Willard Elmer White (December 7, 1849 – March 17, 1872) was an American professional baseball player. He served primarily as an outfielder but also as a catcher in 1871 with the Cleveland Forest Citys of the National Association. Although he broke his arm running into a fence during a game on June 22, he played 15 of Cleveland's 29 games in their inaugural season, batting .257. However, he died of tuberculosis in March 1872, becoming the first player from a professional baseball league to die. White was the cousin of Deacon White and Will White.

==Early life==
Willard Elmer White was born in Caton, New York, on December 7, 1849. His parents were Benjamin and Minerva White, and he was the oldest of three children, along with sisters Ada (born sometime around 1852) and Ina (born sometime around 1862). Growing up, White played baseball with his cousin James (nicknamed Deacon), two years his senior. Though his parents thought he was squandering his time with the game, White had decided by the mid-1860s that he wanted baseball to be his occupation. He appears in the 1870 census (taken on July 5, 1870) as living in Corning with his parents and sisters. His profession was listed as "Base Ball Player."

==First years with the Cleveland Forest Citys==
In 1868, White began playing for the Forest Citys, an amateur team in Cleveland, Ohio. Deacon played for them as well. The team folded after the season, but a new one was formed the next year that featured a mix of professional and amateur players. The Whites signed on with the new club, joining a roster that included Al Pratt and Art Allison. All these men were still with the team in 1871 when it became a founding member of the National Association, the first professional baseball league.

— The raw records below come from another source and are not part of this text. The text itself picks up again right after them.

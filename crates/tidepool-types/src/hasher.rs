use std::sync::atomic::{AtomicU64, Ordering};

use crate::hash::Hash;

/// Strategy for deriving a chunk's [`Hash`] from its content.
///
/// The store takes a hasher at construction and never assumes a particular
/// algorithm beyond determinism over the `(data, refs)` pair. Production
/// code uses [`Blake3ChunkHasher`]; tests inject [`FakeChunkHasher`] for
/// deterministic, human-readable hashes.
pub trait ChunkHasher: Send + Sync {
    /// Derive the hash for a chunk from its serialized payload and its
    /// ordered child references.
    fn hash_chunk(&self, data: &[u8], refs: &[Hash]) -> Hash;
}

/// Domain-separated BLAKE3 hasher over the canonical `(data, refs)` bytes.
///
/// The canonical encoding is the domain tag, the payload length and bytes,
/// then each ref's raw bytes in stored order. Two independently constructed
/// chunks with identical content always hash identically.
pub struct Blake3ChunkHasher {
    domain: &'static str,
}

impl Blake3ChunkHasher {
    /// Hasher for chunk objects.
    pub const CHUNK: Self = Self {
        domain: "tidepool-chunk-v1",
    };

    /// Create a hasher with a custom domain tag.
    pub const fn new(domain: &'static str) -> Self {
        Self { domain }
    }

    /// The domain tag used by this hasher.
    pub fn domain(&self) -> &str {
        self.domain
    }
}

impl Default for Blake3ChunkHasher {
    fn default() -> Self {
        Self::CHUNK
    }
}

impl ChunkHasher for Blake3ChunkHasher {
    fn hash_chunk(&self, data: &[u8], refs: &[Hash]) -> Hash {
        let mut hasher = blake3::Hasher::new();
        hasher.update(self.domain.as_bytes());
        hasher.update(b":");
        hasher.update(&(data.len() as u64).to_le_bytes());
        hasher.update(data);
        for r in refs {
            hasher.update(r.as_bytes());
        }
        Hash::from_raw(*hasher.finalize().as_bytes())
    }
}

/// Deterministic test hasher that issues hashes by call order.
///
/// Each call burns one counter value, so issue order equals lexical hash
/// order and test output is stable across runs. Content plays no part:
/// uniqueness holds only per call, and a store running under this hasher
/// must not rely on collision resistance. A collision can only arise from
/// deliberate hash reuse in a test, which the store reports as
/// content-mismatch corruption just as it would under BLAKE3.
pub struct FakeChunkHasher {
    counter: AtomicU64,
}

impl FakeChunkHasher {
    /// Create a fake hasher starting at counter zero.
    pub fn new() -> Self {
        Self {
            counter: AtomicU64::new(0),
        }
    }

    /// The hash that a given counter value produces, for building expected
    /// values in tests without consuming the counter.
    pub fn hash_for(n: u64) -> Hash {
        let mut bytes = [0u8; 32];
        bytes[0] = 0xfa;
        bytes[1] = 0xce;
        bytes[24..].copy_from_slice(&n.to_be_bytes());
        Hash::from_raw(bytes)
    }
}

impl Default for FakeChunkHasher {
    fn default() -> Self {
        Self::new()
    }
}

impl ChunkHasher for FakeChunkHasher {
    fn hash_chunk(&self, _data: &[u8], _refs: &[Hash]) -> Hash {
        let n = self.counter.fetch_add(1, Ordering::Relaxed);
        Self::hash_for(n)
    }
}
//! Durable key layout for the chunk store.
//!
//! Each chunk occupies two backend entries so a GC pass can enumerate and
//! update liveness metadata without deserializing payloads:
//!
//! - `chunk-data:<hex>` — the serialized payload
//! - `chunk-refs:<hex>` — the ordered list of child hash strings
//!
//! Heads live in a disjoint namespace keyed by name: `head:<name>`.

use tidepool_types::Hash;

use crate::error::{DagError, DagResult};

/// Prefix for chunk payload entries.
pub const CHUNK_DATA_PREFIX: &str = "chunk-data:";
/// Prefix for chunk refs entries.
pub const CHUNK_REFS_PREFIX: &str = "chunk-refs:";
/// Prefix for head entries.
pub const HEAD_PREFIX: &str = "head:";

/// A parsed backend key.
#[derive(Clone, Debug, PartialEq, Eq)]
pub enum Key {
    /// Payload entry for a chunk.
    ChunkData(Hash),
    /// Refs entry for a chunk.
    ChunkRefs(Hash),
    /// Head pointer entry.
    Head(String),
}

impl Key {
    /// The data key for a chunk.
    pub fn chunk_data(hash: &Hash) -> String {
        format!("{CHUNK_DATA_PREFIX}{hash}")
    }

    /// The refs key for a chunk.
    pub fn chunk_refs(hash: &Hash) -> String {
        format!("{CHUNK_REFS_PREFIX}{hash}")
    }

    /// The key for a named head.
    pub fn head(name: &str) -> String {
        format!("{HEAD_PREFIX}{name}")
    }

    /// Encode back to the backend key string.
    pub fn encode(&self) -> String {
        match self {
            Self::ChunkData(hash) => Self::chunk_data(hash),
            Self::ChunkRefs(hash) => Self::chunk_refs(hash),
            Self::Head(name) => Self::head(name),
        }
    }

    /// Classify a backend key.
    ///
    /// Returns [`DagError::CorruptKey`] for anything outside the layout.
    /// Point-lookup callers propagate that as fatal; namespace scans catch
    /// it and skip the entry instead.
    pub fn parse(key: &str) -> DagResult<Self> {
        if let Some(hex) = key.strip_prefix(CHUNK_DATA_PREFIX) {
            return Ok(Self::ChunkData(parse_hash(key, hex)?));
        }
        if let Some(hex) = key.strip_prefix(CHUNK_REFS_PREFIX) {
            return Ok(Self::ChunkRefs(parse_hash(key, hex)?));
        }
        if let Some(name) = key.strip_prefix(HEAD_PREFIX) {
            if name.is_empty() {
                return Err(DagError::CorruptKey {
                    key: key.to_string(),
                });
            }
            return Ok(Self::Head(name.to_string()));
        }
        Err(DagError::CorruptKey {
            key: key.to_string(),
        })
    }
}

fn parse_hash(key: &str, hex: &str) -> DagResult<Hash> {
    Hash::parse(hex).map_err(|_| DagError::CorruptKey {
        key: key.to_string(),
    })
}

Some contemporary news reports from these early years erroneously stated that Elmer White and Deacon White (then known simply as "Jim White") were brothers.

==National Association (1871)==
On May 4, 1871, White played in the first professional league baseball game in history, when the Forest Citys took on the Fort Wayne Kekiongas at the Kekionga Ball Grounds. According to Baseball Reference, White is credited as being the first player to debut in organized baseball. Playing right field for the Forest Citys, White struck out three times against Bobby Mathews, who hurled a shutout in Fort Wayne's 2–0 victory.

Though White normally served as an outfielder, Charlie Pabor, Cleveland's manager, also had him catch three games. His season was interrupted on June 19, in a game he was catching against the New York Mutuals. A poor throw from an outfielder caused him to race to the edge of the playing field, and he broke his arm as he ran into a fence. The Forest Citys lost 10–6, and White was unable to play following the incident.

However, the injury did not end White's season. After missing 11 games, he was back playing for the ballclub on August 30, when Cleveland was defeated 12–10 by the Troy Haymakers. On the last day of the season, September 27, White recorded two hits in five at bats. He scored a run in the game and drove in two more, though Cleveland lost 9–7 to the Boston Red Stockings.

Despite the injury, White played more than half of the games on Cleveland's schedule (15 of 29). In 71 plate appearances (70 at bats), he batted .257 with 13 runs scored, 18 hits, two doubles, and nine runs batted in (RBI). He only struck out three times after the season's first game, but his total of six tied him with Al Reach and John McMullin for fifth in the league. White made seven errors defensively, and his .788 fielding percentage was below the league's .833 average.

==Death==
After the season, White was sure he would play for Cleveland again in 1872. However, he was diagnosed with tuberculosis over the offseason. At first, he was optimistic he would recover; Deacon remembered that he fought the "good fight." His condition continued to worsen, and he died of the disease on March 17, 1872, in Scio, New York, at the age of 22. With his death, White became the first recorded professional league baseball player to die. He is buried in his family's plot at the Elmwood Cemetery in Caton.

==Relatives==
White's cousin Deacon went on to play for 20 seasons and was elected into the Hall of Fame in 2013. Another of White's cousins, Will, was a pitcher for 10 years, winning 40 or more games in a season four times. The January 1889 issue of Sporting Life indicates that White was also related to Warren White, who played in the National Association from 1871 to 1875.